Covid case forecasting Using TimeSeriesModel from arcgis.learn

Introduction

COVID-19 forecasting has been vital for efficiently planning health care policy during the pandemic. There are many forecasting models, a few of which require explanatory variables like population, social distancing, etc. This notebook uses the deep learning TimeSeriesModel from arcgis.learn for data modeling and is helpful in the prediction of future trends.

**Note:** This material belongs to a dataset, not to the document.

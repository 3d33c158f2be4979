pub mod weibo;

pub use weibo::WeiboTimelineSource;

To demonstrate the utility of this method, this notebook will analyze confirmed cases for all counties in Alabama. The dataset contains the unique county FIPS ID, county Name, State ID, and cumulative confirmed cases datewise for each county. The dataset ranges from January 2020 to February 2022, with the data from January 2022 to February 2022 being used to validate the quality of the forecast. The approach utilized in this analysis for forecasting future COVID-19 cases involves: (a) Data Processing (calculating the seven day moving average for removing the noise and vertically stacking the county data), (b) creating functions for test-train splitting, tabular data preparation, model fitting using Inception Time for a sequence length of 60, and forecasting, and (c) validation and visualization of the predicted data and results.

Importing Libraries

%matplotlib inline

import numpy as np
import pandas as pd
import matplotlib.pyplot as plt

from sklearn.model_selection import train_test_split
from sklearn.metrics import r2_score
import sklearn.metrics as metrics

from arcgis.gis import GIS
from arcgis.learn import TimeSeriesModel, prepare_tabulardata

Connecting to your GIS

gis = GIS("home")

Accessing the dataset

The latest dataset can be downloaded from USAFacts: https://usafacts.org/visualizations/coronavirus-covid-19-spread-map/

# Access the data table
data_table = gis.content.get("b222748b885e4741839f3787f207b2b1")
data_table

USA Covid Confirmed Cases Dataset
This data contains the confirmed covid cases from 01/22/2020 to 02/01/2022 for USA counties. The latest dataset can be downloaded from USAFacts: https://usafacts.org/visualizations/coronavirus-covid-19-spread-map/

CSV by api_data_owner
Last Modified: May 12, 2022
0 comments, 2 views

# Download the csv and saving it in local folder
data_path = data_table.get_data()

# # Read the csv file
confirmed = pd.read_csv(data_path)
confirmed.head()

	countyFIPS	County Name	State	StateFIPS	...	2022-01-23	2022-01-24	2022-01-25	2022-01-26	2022-01-27	2022-01-28	2022-01-29	2022-01-30	2022-01-31	2022-02-01
0	0	Statewide Unallocated	AL	1	...	0	0	0	0	0	0	0	0	0	0
1	1001	Autauga County	AL	1	...	13019	13251	13251	13251	13251	13251	13251	13251	13251	14826
2	1003	Baldwin County	AL	1	...	49168	50313	50313	50313	50313	50313	50313	50313	50313	53083
3	1005	Barbour County	AL	1	...	4902	5054	5054	5054	5054	5054	5054	5054	5054	5297
4	1007	Bibb County	AL	1	...	5663	5795	5795	5795	5795	5795	5795	5795	5795	6158

5 rows × 746 columns

Raw data cleaning

# Extract the data of Alabama State
confirmed_AL = confirmed.loc[
    (confirmed["countyFIPS"] >= 1000) & (confirmed["countyFIPS"] <= 1133)]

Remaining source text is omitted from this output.